LISTED ENTRIES:
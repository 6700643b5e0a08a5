use std::fs;
use std::path::{Path, PathBuf};
use std::time::{Duration, SystemTime};

use agentkey_common::PlatformError;
use image::RgbaImage;

/// Temp directory for images lifted off the clipboard.
pub fn clipboard_image_dir() -> PathBuf {
    std::env::temp_dir().join("agentkey_images")
}

/// Temp directory for screenshots.
pub fn screenshot_dir() -> PathBuf {
    std::env::temp_dir().join("agentkey_screenshots")
}

/// A unique, sortable PNG name like `screenshot_20260828_141503_117.png`.
pub fn timestamped_png_name(prefix: &str) -> String {
    let now = chrono::Local::now();
    format!("{prefix}_{}.png", now.format("%Y%m%d_%H%M%S_%3f"))
}

/// Writes an RGBA image as PNG under `dir`, creating the directory first.
pub fn write_png(dir: &Path, name: &str, img: &RgbaImage) -> Result<PathBuf, PlatformError> {
    fs::create_dir_all(dir).map_err(|e| PlatformError::PathError(e.to_string()))?;
    let path = dir.join(name);
    img.save_with_format(&path, image::ImageFormat::Png)
        .map_err(|e| PlatformError::ImageError(e.to_string()))?;
    Ok(path)
}

/// Deletes files under `dir` whose name starts with `prefix` and whose
/// mtime is older than `max_age`. Returns the number deleted.
///
/// Missing directories and unreadable entries count as nothing to do, so
/// running the sweep twice in a row deletes on the first pass only.
pub fn sweep_dir(dir: &Path, prefix: &str, max_age: Duration) -> usize {
    let Ok(entries) = fs::read_dir(dir) else {
        return 0;
    };
    let cutoff = SystemTime::now()
        .checked_sub(max_age)
        .unwrap_or(SystemTime::UNIX_EPOCH);

    let mut deleted = 0;
    for entry in entries.flatten() {
        let name = entry.file_name();
        if !name.to_string_lossy().starts_with(prefix) {
            continue;
        }
        let Ok(meta) = entry.metadata() else { continue };
        let Ok(modified) = meta.modified() else {
            continue;
        };
        if modified < cutoff && fs::remove_file(entry.path()).is_ok() {
            deleted += 1;
        }
    }
    if deleted > 0 {
        tracing::info!("swept {deleted} stale files from {}", dir.display());
    }
    deleted
}

#[cfg(test)]
mod tests {
    use super::*;

    #[test]
    fn timestamped_names_carry_the_prefix() {
        let name = timestamped_png_name("clipboard");
        assert!(name.starts_with("clipboard_"));
        assert!(name.ends_with(".png"));
    }

    #[test]
    fn sweep_is_idempotent() {
        let dir = tempfile::tempdir().unwrap();
        for i in 0..3 {
            fs::write(dir.path().join(format!("screenshot_{i}.png")), b"png").unwrap();
        }
        fs::write(dir.path().join("unrelated.txt"), b"keep").unwrap();

        // Let the mtimes fall behind the zero-age cutoff.
        std::thread::sleep(Duration::from_millis(20));

        let first = sweep_dir(dir.path(), "screenshot_", Duration::ZERO);
        assert_eq!(first, 3);
        let second = sweep_dir(dir.path(), "screenshot_", Duration::ZERO);
        assert_eq!(second, 0);
        assert!(dir.path().join("unrelated.txt").exists());
    }

    #[test]
    fn sweep_keeps_fresh_files() {
        let dir = tempfile::tempdir().unwrap();
        fs::write(dir.path().join("clipboard_now.png"), b"png").unwrap();

        let deleted = sweep_dir(dir.path(), "clipboard_", Duration::from_secs(3600));
        assert_eq!(deleted, 0);
        assert!(dir.path().join("clipboard_now.png").exists());
    }

    #[test]
    fn sweep_of_missing_dir_is_zero() {
        let deleted = sweep_dir(Path::new("/nonexistent/agentkey"), "x_", Duration::ZERO);
        assert_eq!(deleted, 0);
    }
}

DIRECTIONS:
Retype the listing above in full, with no alterations.

TASK ANSWER:
repository 6700643b5e0a08a5
use std::fs;
use std::path::{Path, PathBuf};
use std::time::{Duration, SystemTime};

use agentkey_common::PlatformError;
use image::RgbaImage;

/// Temp directory for images lifted off the clipboard.
pub fn clipboard_image_dir() -> PathBuf {
    std::env::temp_dir().join("agentkey_images")
}

/// Temp directory for screenshots.
pub fn screenshot_dir() -> PathBuf {
    std::env::temp_dir().join("agentkey_screenshots")
}

/// A unique, sortable PNG name like `screenshot_20260828_141503_117.png`.
pub fn timestamped_png_name(prefix: &str) -> String {
    let now = chrono::Local::now();
    format!("{prefix}_{}.png", now.format("%Y%m%d_%H%M%S_%3f"))
}

/// Writes an RGBA image as PNG under `dir`, creating the directory first.
pub fn write_png(dir: &Path, name: &str, img: &RgbaImage) -> Result<PathBuf, PlatformError> {
    fs::create_dir_all(dir).map_err(|e| PlatformError::PathError(e.to_string()))?;
    let path = dir.join(name);
    img.save_with_format(&path, image::ImageFormat::Png)
        .map_err(|e| PlatformError::ImageError(e.to_string()))?;
    Ok(path)
}

/// Deletes files under `dir` whose name starts with `prefix` and whose
/// mtime is older than `max_age`. Returns the number deleted.
///
/// Missing directories and unreadable entries count as nothing to do, so
/// running the sweep twice in a row deletes on the first pass only.
pub fn sweep_dir(dir: &Path, prefix: &str, max_age: Duration) -> usize {
    let Ok(entries) = fs::read_dir(dir) else {
        return 0;
    };
    let cutoff = SystemTime::now()
        .checked_sub(max_age)
        .unwrap_or(SystemTime::UNIX_EPOCH);

    let mut deleted = 0;
    for entry in entries.flatten() {
        let name = entry.file_name();
        if !name.to_string_lossy().starts_with(prefix) {
            continue;
        }
        let Ok(meta) = entry.metadata() else { continue };
        let Ok(modified) = meta.modified() else {
            continue;
        };
        if modified < cutoff && fs::remove_file(entry.path()).is_ok() {
            deleted += 1;
        }
    }
    if deleted > 0 {
        tracing::info!("swept {deleted} stale files from {}", dir.display());
    }
    deleted
}

#[cfg(test)]
mod tests {
    use super::*;

    #[test]
    fn timestamped_names_carry_the_prefix() {
        let name = timestamped_png_name("clipboard");
        assert!(name.starts_with("clipboard_"));
        assert!(name.ends_with(".png"));
    }

    #[test]
    fn sweep_is_idempotent() {
        let dir = tempfile::tempdir().unwrap();
        for i in 0..3 {
            fs::write(dir.path().join(format!("screenshot_{i}.png")), b"png").unwrap();
        }
        fs::write(dir.path().join("unrelated.txt"), b"keep").unwrap();

        // Let the mtimes fall behind the zero-age cutoff.
        std::thread::sleep(Duration::from_millis(20));

        let first = sweep_dir(dir.path(), "screenshot_", Duration::ZERO);
        assert_eq!(first, 3);
        let second = sweep_dir(dir.path(), "screenshot_", Duration::ZERO);
        assert_eq!(second, 0);
        assert!(dir.path().join("unrelated.txt").exists());
    }

    #[test]
    fn sweep_keeps_fresh_files() {
        let dir = tempfile::tempdir().unwrap();
        fs::write(dir.path().join("clipboard_now.png"), b"png").unwrap();

        let deleted = sweep_dir(dir.path(), "clipboard_", Duration::from_secs(3600));
        assert_eq!(deleted, 0);
        assert!(dir.path().join("clipboard_now.png").exists());
    }

    #[test]
    fn sweep_of_missing_dir_is_zero() {
        let deleted = sweep_dir(Path::new("/nonexistent/agentkey"), "x_", Duration::ZERO);
        assert_eq!(deleted, 0);
    }
}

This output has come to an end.